The actual cost to digital players has yet to be determined. Efforts are underway by Newsmedia Canada to establish a bargaining group to negotiate on behalf of news providers in Canada. Speculation within the industry suggests somewhere between 20 to 30% of reporter costs will be rebated.
Canada’s legislation mirrors a similar code in Australia where qualified news organizations ultimately shared in approximately $200 million of annual funding. The potential gross revenue for Canadian efforts is currently unknown.
Over the weekend major broadcasts reported that Meta (Facebook’s parent company) would be following in the steps of Google, which in recent weeks throttled back access to Canadian news outlets. It was a test they said, similar to one undertaken in Australia that failed to stop their government from passing legislation.
Most national news organizations of consequence in this country have signed deals already with Google and Facebook. Daily newspapers, corporate groups and online news sites with demonstrable website traffic are already cashing cheques from social media companies.

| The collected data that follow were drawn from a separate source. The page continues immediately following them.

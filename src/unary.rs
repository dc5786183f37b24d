//! Unary arithmetic on the built-in machines.
//!
//! A number `n` is written as `n` consecutive `1` cells, operands are separated by the
//! operator symbol. The result is the number of `1` cells left on the tape.

use crate::machine::{Execution, TuringMachine};
use crate::programs::{ProgramManager, UNARY_ADDITION, UNARY_MULTIPLICATION};
use crate::types::TuringMachineError;

/// Computes `a + b` on the tape `1ᵃ+1ᵇ`.
pub fn add_unary(a: usize, b: usize) -> Result<Execution, TuringMachineError> {
    ProgramManager::execute(UNARY_ADDITION, &operands(a, '+', b))
}

/// Computes `a * b` on the tape `1ᵃ*1ᵇ`.
///
/// The copy loop crosses the growing product once per copied digit, so the run takes
/// time quadratic in the tape length. The step budget is sized from the operands and
/// never drops below the program's own limit.
pub fn multiply_unary(a: usize, b: usize) -> Result<Execution, TuringMachineError> {
    let program = ProgramManager::get_program_by_name(UNARY_MULTIPLICATION)?;
    let max_steps = multiplication_budget(a, b).max(program.max_steps);

    let execution = TuringMachine::new(program, &operands(a, '*', b))
        .with_max_steps(max_steps)
        .execute();
    log::debug!(
        "{a} * {b}: {} after {} steps (limit {max_steps})",
        execution.halt,
        execution.steps
    );
    Ok(execution)
}

/// Twice the square of the longest tape the multiplication can use.
fn multiplication_budget(a: usize, b: usize) -> usize {
    let cells = a
        .saturating_mul(b)
        .saturating_add(a)
        .saturating_add(b)
        .saturating_add(2);
    cells.saturating_mul(cells).saturating_mul(2)
}

/// Encodes two operands as the initial tape content.
pub fn operands(a: usize, operator: char, b: usize) -> String {
    format!("{}{operator}{}", "1".repeat(a), "1".repeat(b))
}

#[cfg(test)]
mod tests {
    use super::*;
    use crate::types::Halt;

    #[test]
    fn test_operands() {
        assert_eq!(operands(3, '+', 2), "111+11");
        assert_eq!(operands(0, '*', 1), "*1");
    }

    #[test]
    fn test_add_unary() {
        let execution = add_unary(3, 2).unwrap();

        assert_eq!(execution.halt, Halt::Accept);
        assert_eq!(execution.result(), Some(5));
        assert_eq!(execution.tape.trimmed(), "11111");
        assert_eq!(execution.history[0].action, "Initial configuration");
        assert_eq!(execution.history[0].tape, "111+11");
    }

    #[test]
    fn test_add_unary_with_zero() {
        assert_eq!(add_unary(5, 0).unwrap().result(), Some(5));
        assert_eq!(add_unary(0, 4).unwrap().result(), Some(4));
        assert_eq!(add_unary(0, 0).unwrap().result(), Some(0));
    }

    #[test]
    fn test_add_unary_history_notes() {
        let execution = add_unary(1, 1).unwrap();

        assert!(execution
            .history
            .iter()
            .any(|r| r.action == "δ(q0, +) = (q1, 1, R): replace the separator with a 1"));
        assert_eq!(execution.history.last().unwrap().state, "qf");
    }

    #[test]
    fn test_multiply_unary() {
        let execution = multiply_unary(3, 4).unwrap();

        assert!(execution.accepted());
        assert_eq!(execution.result(), Some(12));
        assert_eq!(execution.tape.trimmed(), "1".repeat(12));
    }

    #[test]
    fn test_multiply_unary_small_operands() {
        assert_eq!(multiply_unary(1, 1).unwrap().result(), Some(1));
        assert_eq!(multiply_unary(2, 1).unwrap().result(), Some(2));
        assert_eq!(multiply_unary(0, 5).unwrap().result(), Some(0));
        assert_eq!(multiply_unary(4, 0).unwrap().result(), Some(0));
        assert_eq!(multiply_unary(0, 0).unwrap().result(), Some(0));
    }

    #[test]
    fn test_multiply_unary_largest_operands() {
        let execution = multiply_unary(20, 20).unwrap();

        assert_eq!(execution.halt, Halt::Accept);
        assert_eq!(execution.result(), Some(400));
        assert!(execution.steps > 100_000);
    }

    #[test]
    fn test_multiply_unary_lopsided_operands() {
        assert_eq!(multiply_unary(20, 1).unwrap().result(), Some(20));
        assert_eq!(multiply_unary(1, 20).unwrap().result(), Some(20));
        assert_eq!(multiply_unary(10, 10).unwrap().result(), Some(100));
    }

    #[test]
    fn test_add_unary_largest_operands() {
        let execution = add_unary(20, 20).unwrap();

        assert!(execution.accepted());
        assert_eq!(execution.result(), Some(40));
        assert_eq!(execution.history.len(), execution.steps + 1);
    }

    #[test]
    fn test_multiplication_budget() {
        assert_eq!(multiplication_budget(20, 20), 2 * 442 * 442);
        assert_eq!(multiplication_budget(0, 0), 8);
        assert_eq!(multiplication_budget(usize::MAX, 2), usize::MAX);
    }
}
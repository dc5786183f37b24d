use clap::{Parser, Subcommand};
use formlang::{
    add_unary, multiply_unary, recognize, tokenize, Execution, ExpressionError, Language,
    ProgramLoader, ProgramManager, Record, RecursiveDescent, ShiftReduceParser, TraceStep,
    TuringMachine,
};
use serde::Serialize;
use serde_json::json;
use std::error::Error;
use std::io::{self, BufRead};
use std::path::PathBuf;
use std::process::ExitCode;

#[derive(Parser)]
#[clap(author, version, about, long_about = None, arg_required_else_help = true)]
struct Cli {
    /// Print results as JSON
    #[clap(long, global = true)]
    json: bool,

    /// Increase log verbosity (-v info, -vv debug, -vvv trace)
    #[clap(short, long, action = clap::ArgAction::Count, global = true)]
    verbose: u8,

    #[clap(subcommand)]
    command: Command,
}

#[derive(Subcommand)]
enum Command {
    /// Print the tokens of an expression
    Tokenize { expression: String },

    /// Recognize and evaluate expressions with the shift-reduce parser.
    /// Variables assigned by one expression are visible to the following ones.
    /// Reads one expression per line from stdin when none are given.
    ShiftReduce {
        expressions: Vec<String>,

        /// Print the shift/reduce trace
        #[clap(short, long)]
        trace: bool,
    },

    /// Evaluate an expression with the recursive-descent parser
    Descent {
        expression: String,

        /// Print the derivation
        #[clap(short, long)]
        trace: bool,
    },

    /// Add two numbers on the unary addition machine
    Add {
        a: usize,
        b: usize,

        /// Print the execution history
        #[clap(long)]
        history: bool,
    },

    /// Multiply two numbers on the unary multiplication machine
    Multiply {
        a: usize,
        b: usize,

        /// Print the execution history
        #[clap(long)]
        history: bool,
    },

    /// Decide membership with a built-in recognizer (anbncn, palindrome, anb2n)
    Recognize {
        language: String,
        input: String,

        /// Print the execution history
        #[clap(long)]
        history: bool,
    },

    /// Execute a Turing machine program file
    Run {
        /// The Turing machine program file to execute
        #[clap(short, long)]
        program: PathBuf,

        /// The initial tape content
        #[clap(short, long, default_value = "")]
        input: String,

        /// Override the program's step limit
        #[clap(long)]
        max_steps: Option<usize>,

        /// Print the execution history
        #[clap(long)]
        history: bool,
    },

    /// List the built-in machines
    List,
}

fn main() -> ExitCode {
    let cli = Cli::parse();

    let level = match cli.verbose {
        0 => log::LevelFilter::Warn,
        1 => log::LevelFilter::Info,
        2 => log::LevelFilter::Debug,
        _ => log::LevelFilter::Trace,
    };
    env_logger::Builder::new()
        .filter_level(level)
        .parse_default_env()
        .init();

    match run(&cli) {
        Ok(true) => ExitCode::SUCCESS,
        Ok(false) => ExitCode::FAILURE,
        Err(e) => {
            eprintln!("Error: {e}");
            ExitCode::FAILURE
        }
    }
}

/// Executes the selected command. `Ok(false)` means the command ran but the input was
/// rejected or could not be evaluated.
fn run(cli: &Cli) -> Result<bool, Box<dyn Error>> {
    match &cli.command {
        Command::Tokenize { expression } => match tokenize(expression) {
            Ok(tokens) => {
                if cli.json {
                    print_json(&tokens)?;
                } else {
                    for token in &tokens {
                        println!("{:<8} {}", token.kind.name(), token.text);
                    }
                }
                Ok(true)
            }
            Err(e) => report(cli, &e),
        },

        Command::ShiftReduce { expressions, trace } => {
            let expressions = if expressions.is_empty() {
                read_stdin_lines()?
            } else {
                expressions.clone()
            };

            let mut parser = ShiftReduceParser::new();
            let mut ok = true;

            for expression in &expressions {
                log::info!("shift-reduce: {expression}");
                ok &= shift_reduce(cli, &mut parser, expression, *trace)?;
            }

            if cli.json {
                print_json(&json!({ "variables": parser.variables() }))?;
            }
            Ok(ok)
        }

        Command::Descent { expression, trace } => {
            let mut parser = RecursiveDescent::new();
            let result = parser.parse(expression);

            if cli.json {
                print_json(&json!({
                    "value": result.as_ref().ok(),
                    "errors": result.as_ref().err().map(ExpressionError::diagnostics),
                    "derivation": parser.derivation(),
                }))?;
                return Ok(result.is_ok());
            }

            if *trace {
                for (i, line) in parser.derivation().iter().enumerate() {
                    println!("{:>3}. {line}", i + 1);
                }
            }

            match result {
                Ok(value) => {
                    println!("{value}");
                    Ok(true)
                }
                Err(e) => report(cli, &e),
            }
        }

        Command::Add { a, b, history } => print_execution(cli, &add_unary(*a, *b)?, *history),

        Command::Multiply { a, b, history } => {
            print_execution(cli, &multiply_unary(*a, *b)?, *history)
        }

        Command::Recognize {
            language,
            input,
            history,
        } => {
            let language: Language = language.parse()?;
            print_execution(cli, &recognize(language, input)?, *history)
        }

        Command::Run {
            program,
            input,
            max_steps,
            history,
        } => {
            let program = ProgramLoader::load_program(program)?;
            let mut machine = TuringMachine::new(program, input);
            if let Some(max_steps) = max_steps {
                machine = machine.with_max_steps(*max_steps);
            }

            print_execution(cli, &machine.execute(), *history)
        }

        Command::List => {
            let infos = (0..ProgramManager::get_program_count())
                .map(ProgramManager::get_program_info)
                .collect::<Result<Vec<_>, _>>()?;

            if cli.json {
                print_json(&infos)?;
            } else {
                for info in infos {
                    println!(
                        "{:>2}  {:<22} {} states, {} transitions, limit {}",
                        info.index,
                        info.name,
                        info.state_count,
                        info.transition_count,
                        info.max_steps
                    );
                }
            }
            Ok(true)
        }
    }
}

fn shift_reduce(
    cli: &Cli,
    parser: &mut ShiftReduceParser,
    expression: &str,
    trace: bool,
) -> Result<bool, Box<dyn Error>> {
    let evaluation = match parser.evaluate(expression) {
        Ok(evaluation) => evaluation,
        Err(e) => {
            // Show how far the recognizer got
            if trace && !cli.json {
                if let Ok(analysis) = parser.parse(expression) {
                    print_trace(&analysis.trace);
                }
            }
            return report(cli, &e);
        }
    };

    if cli.json {
        print_json(&evaluation)?;
        return Ok(true);
    }

    if trace {
        print_trace(&evaluation.trace);
    }

    match &evaluation.name {
        Some(name) => println!("{name} = {}", evaluation.value),
        None => println!("{}", evaluation.value),
    }
    Ok(true)
}

fn read_stdin_lines() -> Result<Vec<String>, Box<dyn Error>> {
    if atty::is(atty::Stream::Stdin) {
        return Err("no expressions given and stdin is a terminal".into());
    }

    let mut lines = Vec::new();
    for line in io::stdin().lock().lines() {
        let line = line?;
        if !line.trim().is_empty() {
            lines.push(line);
        }
    }
    Ok(lines)
}

fn report(cli: &Cli, error: &ExpressionError) -> Result<bool, Box<dyn Error>> {
    if cli.json {
        print_json(&json!({
            "category": error.category(),
            "errors": error.diagnostics(),
        }))?;
    } else {
        for line in error.diagnostics() {
            eprintln!("{line}");
        }
    }
    Ok(false)
}

fn print_trace(trace: &[TraceStep]) {
    let width = trace
        .iter()
        .map(|s| s.stack_text().chars().count())
        .max()
        .unwrap_or(0);

    for step in trace {
        println!(
            "{:>3}  {:<width$}  {:>20}  {}",
            step.step,
            step.stack_text(),
            step.input,
            step.action
        );
    }
}

fn print_execution(
    cli: &Cli,
    execution: &Execution,
    history: bool,
) -> Result<bool, Box<dyn Error>> {
    if cli.json {
        let records = history.then_some(&execution.history);
        print_json(&json!({
            "accepted": execution.accepted(),
            "halt": execution.halt.to_string(),
            "result": execution.result(),
            "steps": execution.steps,
            "tape": execution.tape.trimmed(),
            "history": records,
        }))?;
        return Ok(execution.accepted());
    }

    if history {
        for record in &execution.history {
            println!(
                "{:>5}  {:<8} {}  {}",
                record.step,
                record.state,
                render_tape(record),
                record.action
            );
        }
        println!();
    }

    println!("{} after {} steps", execution.halt, execution.steps);
    if let Some(result) = execution.result() {
        println!("result: {result}");
    }
    println!("tape: {}", execution.tape.trimmed());

    Ok(execution.accepted())
}

/// Renders a history tape with the head cell in brackets, padding with blanks when the
/// head is outside the recorded region.
fn render_tape(record: &Record) -> String {
    let cells: Vec<char> = record.tape.chars().collect();
    let end = record.origin + cells.len() as isize;
    let start = record.origin.min(record.head);
    let end = end.max(record.head + 1);

    (start..end)
        .map(|position| {
            let symbol = usize::try_from(position - record.origin)
                .ok()
                .and_then(|i| cells.get(i).copied())
                .unwrap_or('_');

            if position == record.head {
                format!("[{symbol}]")
            } else {
                symbol.to_string()
            }
        })
        .collect()
}

fn print_json<T: Serialize + ?Sized>(value: &T) -> Result<(), Box<dyn Error>> {
    println!("{}", serde_json::to_string_pretty(value)?);
    Ok(())
}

Left to fend for themselves, smaller organizations, including this one, are waiting on Bill C-18 to pass so they too can access funds and level the playing field amongst publishers.
By nature of the job here, we have relationships with many politicians that allow for frank conversation. Speaking with local MPs as an example, there have been occasions to be quizzed about these bills and programs designed by the Heritage Department. Inevitably the discussion ends with a wish on our part that such programs were not even needed. But they are.
By chance, the convergence of this conversation follows an annual trek to an advertising conference last week. Previously held in New York and now Miami, it offers a chance to get in a room with broadcasters, radio companies and newspaper publishers to hear the latest data points. The relevance to this market is limited by the size of businesses we tend to serve but it does provide an eye-opener on trends.
As search engines and social media companies plunged into advertising, the effect on legacy media has been devastating for some. As online commenters are prone to do, legacy media which includes much more than just newspapers are discounted as old news, being replaced by all things digital. Digital behemoths just built a better mousetrap as the saying goes, but that is not exactly true.
As disruptors in a vastly unregulated field, these American multi-nationals were given a free pass under Section 230 in the U.S. Along with enshrining a bit of a wild west mentality with respect to libel laws online, there are few protections for consumer privacy being leveraged for profit. This is changing, but the damage has already been done to organizations reliant on advertising to perform their service.
By allowing these big companies to assemble treasure troves of personal data, advertisers have had the capacity to chase customers through highly targeted advertising. If these activities sound predatory that would be because they are.
As noted in the National Post recently, “a 2018 report from the Canadian Media Concentration Project revealed Google had snagged half the country’s internet advertising market share that year, with Facebook trailing at 27.3 per cent and Bell, Torstar, Twitter and Postmedia sitting at under 2% each.”
Defenders and proponents of this model will see changes as governments, like those in Europe now addressing concerns, act to thwart this threat to privacy and security.
For governments asleep at the switch when this all began, efforts to right the ship will not be easy. Eventually, most monopolies have their day.